━━━ Data ━━━
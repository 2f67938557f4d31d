//! Retrieve already mirrored versions again.

use crate::error::{ErrorKind, Result};
use crate::filter::VersionFilter;
use crate::mirror::{Mirror, content_path_for};
use crate::reconcile::{Outcome, settle};
use crate::report::{LibraryReport, ServiceReport};
use crate::source::{MirrorSource, by_precedence};
use cdnget_model::{Library, LibraryAction, RemoteVersion, VersionLog};
use exn::ResultExt;
use futures::future::join_all;
use futures::stream::FuturesUnordered;
use std::path::Path;
use std::sync::Arc;
use tracing::instrument;

impl Mirror {
    /// Re-retrieve the content of every known version of `library` matching
    /// `filter`, from where it was last retrieved.
    ///
    /// Retired versions are reinstated. Returns
    /// [`UnknownLibrary`](ErrorKind::UnknownLibrary) if no source mirrors it.
    #[instrument(skip(self, sources, filter))]
    pub async fn reload(&self, library: &str, sources: &[MirrorSource], filter: &VersionFilter) -> Result<LibraryReport> {
        let name = library.trim();
        self.ensure_running()?;
        let ordered = by_precedence(sources);
        let mut services = Vec::with_capacity(ordered.len());
        for result in join_all(ordered.iter().map(|source| self.reload_service(source, name, filter))).await {
            services.push(result?);
        }
        if services.iter().all(|report| report.library_id.is_none()) {
            exn::bail!(ErrorKind::UnknownLibrary(name.to_string()));
        }
        Ok(LibraryReport {
            library: name.to_string(),
            services,
            ..LibraryReport::default()
        })
    }

    async fn reload_service(&self, source: &MirrorSource, name: &str, filter: &VersionFilter) -> Result<ServiceReport> {
        let mut report = ServiceReport::new(&source.service);
        let Some(library) = self.repo.get_library(source.service.id, name).await.or_raise(|| ErrorKind::Cache)? else {
            return Ok(report);
        };
        report.library_id = Some(library.id);
        let mut latest = self.repo.latest_retrievals(library.key()).await.or_raise(|| ErrorKind::Cache)?;
        let (selected, skipped): (Vec<_>, Vec<_>) = self
            .repo
            .list_known_versions(library.key())
            .await
            .or_raise(|| ErrorKind::Cache)?
            .into_iter()
            .partition(|version| filter.matches(&version.value));
        report.filtered = skipped.len();
        report.staged = selected.len();
        let running: FuturesUnordered<_> = selected
            .into_iter()
            .map(|version| {
                let last = latest.remove(&version.id);
                self.reload_version(source, &library, Arc::new(version), last)
            })
            .collect();
        settle(running, report).await
    }

    async fn reload_version(
        &self,
        source: &MirrorSource,
        library: &Library,
        version: Arc<RemoteVersion>,
        last: Option<VersionLog>,
    ) -> Result<Outcome> {
        let (locator, provider_data) = match last {
            Some(log) => (log.url.unwrap_or_else(|| version.locator.clone()), log.provider_data),
            None => (version.locator.clone(), version.provider_data.clone()),
        };
        let path = match &version.content_path {
            Some(path) => Ok(path.clone()),
            None => content_path_for(&source.service, library, &version.value, &locator),
        };
        let stored = match path {
            Ok(path) => self.transfer(&source.upstream, &locator, Path::new(&path)).await,
            Err(err) => Err(err),
        };
        match stored {
            Ok(_) => {},
            Err(err) if err.is_cancelled() => return Err(err),
            Err(err) => return self.failed(&version, &locator, &err).await,
        }

        let message = if version.is_retired() { "reinstated" } else { "reloaded" };
        let log = VersionLog::for_version(Arc::clone(&version), LibraryAction::Reload, format!("{message} {}", version.raw))
            .with_url(&locator)
            .with_provider_data(provider_data);
        self.repo.record_reload(&version, &log).await.or_raise(|| ErrorKind::Cache)?;
        tracing::info!(version = %version.raw, %locator, "{message} version");
        Ok(Outcome::Reloaded(version.raw.clone()))
    }
}

#[cfg(test)]
mod tests {
    use super::*;
    use crate::mirror::fixtures::harness;
    use cdnget_upstream::{MockFailure, MockUpstream};

    #[tokio::test]
    async fn test_reload_rewrites_content() {
        let h = harness().await;
        let mock = Arc::new(MockUpstream::default());
        mock.publish("lodash", "4.17.21", "lodash/4.17.21/lodash.min.js", *b"v1");
        let cdnjs = h.source("cdnjs", 1, &mock).await;
        let sources = [cdnjs];
        h.mirror.reconcile_library("lodash", &sources, &VersionFilter::all()).await.unwrap();
        mock.publish("lodash", "4.17.21", "lodash/4.17.21/lodash.min.js", *b"v2");

        let report = h.mirror.reload("lodash", &sources, &VersionFilter::all()).await.unwrap();
        assert_eq!(report.service("cdnjs").unwrap().reloaded, ["4.17.21"]);
        assert_eq!(h.stored("cdnjs/lodash/4.17.21/lodash.min.js").await.as_deref(), Some(&b"v2"[..]));
        let library = h.store.get_library(sources[0].service.id, "lodash").await.unwrap().unwrap();
        let actions: Vec<_> =
            h.store.list_logs_for_library(library.key()).await.unwrap().into_iter().map(|log| log.action).collect();
        assert_eq!(actions, [LibraryAction::Added, LibraryAction::Reload]);
    }

    #[tokio::test]
    async fn test_reload_reinstates_removed_version() {
        let h = harness().await;
        let mock = Arc::new(MockUpstream::default());
        mock.publish("lodash", "4.17.21", "lodash/4.17.21/lodash.min.js", *b"v1");
        let cdnjs = h.source("cdnjs", 1, &mock).await;
        let sources = [cdnjs];
        h.mirror.reconcile_library("lodash", &sources, &VersionFilter::all()).await.unwrap();
        h.mirror.remove("lodash", &[], &VersionFilter::all()).await.unwrap();
        assert!(h.stored("cdnjs/lodash/4.17.21/lodash.min.js").await.is_none());

        h.mirror.reload("lodash", &sources, &VersionFilter::all()).await.unwrap();
        let library = h.store.get_library(sources[0].service.id, "lodash").await.unwrap().unwrap();
        let versions = h.store.list_versions(library.key()).await.unwrap();
        assert_eq!(versions.len(), 1);
        assert!(!versions[0].is_retired());
        assert!(h.stored("cdnjs/lodash/4.17.21/lodash.min.js").await.is_some());
    }

    #[tokio::test]
    async fn test_reload_failure_is_logged_on_the_version() {
        let h = harness().await;
        let mock = Arc::new(MockUpstream::default());
        mock.publish("lodash", "4.17.21", "lodash/4.17.21/lodash.min.js", *b"v1");
        let cdnjs = h.source("cdnjs", 1, &mock).await;
        let sources = [cdnjs];
        h.mirror.reconcile_library("lodash", &sources, &VersionFilter::all()).await.unwrap();
        mock.fail_retrieval("lodash/4.17.21/lodash.min.js", MockFailure::AccessDenied, 1);

        let report = h.mirror.reload("lodash", &sources, &VersionFilter::all()).await.unwrap();
        let service = report.service("cdnjs").unwrap();
        assert!(service.reloaded.is_empty());
        assert_eq!(service.failed.len(), 1);
        let library = h.store.get_library(sources[0].service.id, "lodash").await.unwrap().unwrap();
        let logs = h.store.list_logs_for_library(library.key()).await.unwrap();
        assert_eq!(logs.last().unwrap().action, LibraryAction::Error);
        assert_eq!(logs.last().unwrap().url.as_deref(), Some("lodash/4.17.21/lodash.min.js"));
    }

    #[tokio::test]
    async fn test_reload_respects_filter() {
        let h = harness().await;
        let mock = Arc::new(MockUpstream::default());
        mock.publish("lodash", "1.0.0", "lodash/1.0.0/lodash.js", *b"1");
        mock.publish("lodash", "2.0.0", "lodash/2.0.0/lodash.js", *b"2");
        let cdnjs = h.source("cdnjs", 1, &mock).await;
        let sources = [cdnjs];
        h.mirror.reconcile_library("lodash", &sources, &VersionFilter::all()).await.unwrap();

        let filter = VersionFilter::only(["2.0.0"]).unwrap();
        let report = h.mirror.reload("lodash", &sources, &filter).await.unwrap();
        let service = report.service("cdnjs").unwrap();
        assert_eq!(service.reloaded, ["2.0.0"]);
        assert_eq!(service.filtered, 1);
        assert_eq!(mock.retrievals("lodash/1.0.0/lodash.js"), 1);
        assert_eq!(mock.retrievals("lodash/2.0.0/lodash.js"), 2);
    }

    #[tokio::test]
    async fn test_reload_unknown_library() {
        let h = harness().await;
        let mock = Arc::new(MockUpstream::default());
        let cdnjs = h.source("cdnjs", 1, &mock).await;
        let err = h.mirror.reload("lodash", &[cdnjs], &VersionFilter::all()).await.unwrap_err();
        assert!(matches!(&*err, ErrorKind::UnknownLibrary(name) if name == "lodash"));
    }
}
━━━
Work order
When you reach the line holding "#[instrument(skip(self, sources, filter))]" in the records above, begin reproducing exactly, stop after the line holding "let running: FuturesUnordered<_>", and output nothing else.

Your solution
    #[instrument(skip(self, sources, filter))]
    pub async fn reload(&self, library: &str, sources: &[MirrorSource], filter: &VersionFilter) -> Result<LibraryReport> {
        let name = library.trim();
        self.ensure_running()?;
        let ordered = by_precedence(sources);
        let mut services = Vec::with_capacity(ordered.len());
        for result in join_all(ordered.iter().map(|source| self.reload_service(source, name, filter))).await {
            services.push(result?);
        }
        if services.iter().all(|report| report.library_id.is_none()) {
            exn::bail!(ErrorKind::UnknownLibrary(name.to_string()));
        }
        Ok(LibraryReport {
            library: name.to_string(),
            services,
            ..LibraryReport::default()
        })
    }

    async fn reload_service(&self, source: &MirrorSource, name: &str, filter: &VersionFilter) -> Result<ServiceReport> {
        let mut report = ServiceReport::new(&source.service);
        let Some(library) = self.repo.get_library(source.service.id, name).await.or_raise(|| ErrorKind::Cache)? else {
            return Ok(report);
        };
        report.library_id = Some(library.id);
        let mut latest = self.repo.latest_retrievals(library.key()).await.or_raise(|| ErrorKind::Cache)?;
        let (selected, skipped): (Vec<_>, Vec<_>) = self
            .repo
            .list_known_versions(library.key())
            .await
            .or_raise(|| ErrorKind::Cache)?
            .into_iter()
            .partition(|version| filter.matches(&version.value));
        report.filtered = skipped.len();
        report.staged = selected.len();
        let running: FuturesUnordered<_> = selected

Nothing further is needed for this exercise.